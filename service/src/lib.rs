//! Service coordinates the lifecycle of residences kept by a remote service.
//!
//! List of available Cargo features:
#![doc = document_features::document_features!()]
#![deny(
    nonstandard_style,
    rust_2018_idioms,
    rustdoc::all,
    trivial_casts,
    trivial_numeric_casts,
    unsafe_code
)]
#![forbid(non_ascii_idents)]
#![warn(
    clippy::allow_attributes,
    clippy::allow_attributes_without_reason,
    clippy::pedantic,
    clippy::wildcard_enum_match_arm,
    deprecated_in_future,
    missing_copy_implementations,
    missing_debug_implementations,
    missing_docs,
    unreachable_pub,
    unused_crate_dependencies,
    unused_import_braces,
    unused_labels,
    unused_lifetimes,
    unused_qualifications,
    unused_results
)]

pub mod carousel;
pub mod command;
pub mod domain;
#[cfg(test)]
mod fixture;
pub mod form;
pub mod images;
pub mod infra;
pub mod lifecycle;
pub mod notification;
pub mod query;
pub mod store;
pub mod validation;

use std::time::Duration;

use smart_default::SmartDefault;

#[cfg(doc)]
use infra::Remote;

pub use self::{
    carousel::Carousel,
    command::Command,
    form::Form,
    lifecycle::{ExecutionError, Operation},
    notification::Notification,
    query::Query,
    store::Store,
};

/// [`Service`] configuration.
#[derive(Clone, Copy, Debug, SmartDefault)]
pub struct Config {
    /// Time limit of a single [`Remote`] call.
    ///
    /// [`None`] means no limit.
    #[default(Some(Duration::from_secs(30)))]
    pub timeout: Option<Duration>,

    /// Optional [`validation::Rules`] applied on save.
    pub rules: validation::Rules,

    /// [`notification::Trigger`] of operation outcome [`Notification`]s.
    pub notification: notification::Trigger,
}

/// Domain service, orchestrating residence operations.
#[derive(Clone, Debug)]
pub struct Service<R> {
    /// Configuration of this [`Service`].
    config: Config,

    /// [`Remote`] of this [`Service`].
    remote: R,

    /// [`Store`] of this [`Service`].
    store: Store,

    /// [`notification::Scheduler`] of this [`Service`].
    notifications: notification::Scheduler,
}

impl<R> Service<R> {
    /// Creates a new [`Service`] with the provided parameters.
    #[must_use]
    pub fn new(config: Config, remote: R) -> Self {
        Self {
            config,
            remote,
            store: Store::new(),
            notifications: notification::Scheduler::new(config.notification),
        }
    }

    /// Returns [`Config`] of this [`Service`].
    #[must_use]
    pub fn config(&self) -> &Config {
        &self.config
    }

    /// Returns [`Remote`] of this [`Service`].
    #[must_use]
    pub fn remote(&self) -> &R {
        &self.remote
    }

    /// Returns [`Store`] of this [`Service`].
    #[must_use]
    pub fn store(&self) -> &Store {
        &self.store
    }

    /// Returns [`notification::Scheduler`] of this [`Service`].
    #[must_use]
    pub fn notifications(&self) -> &notification::Scheduler {
        &self.notifications
    }
}
//! [`Query`] definition.

pub mod residence;
pub mod residences;

/// [`Query`] of the [`Service`].
///
/// [`Service`]: crate::Service
pub use common::Handler as Query;

pub use self::{residence::ResidenceById, residences::Residences};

• _PROBLEM TO WORK ON_: Taking the lines above, repeat exactly those from the line that contains "pub mod validation;" through the line that contains "means no limit.", and both of those lines as well. Include nothing else.

• _EXERCISE ANSWER_:
pub mod validation;

use std::time::Duration;

use smart_default::SmartDefault;

#[cfg(doc)]
use infra::Remote;

pub use self::{
    carousel::Carousel,
    command::Command,
    form::Form,
    lifecycle::{ExecutionError, Operation},
    notification::Notification,
    query::Query,
    store::Store,
};

/// [`Service`] configuration.
#[derive(Clone, Copy, Debug, SmartDefault)]
pub struct Config {
    /// Time limit of a single [`Remote`] call.
    ///
    /// [`None`] means no limit.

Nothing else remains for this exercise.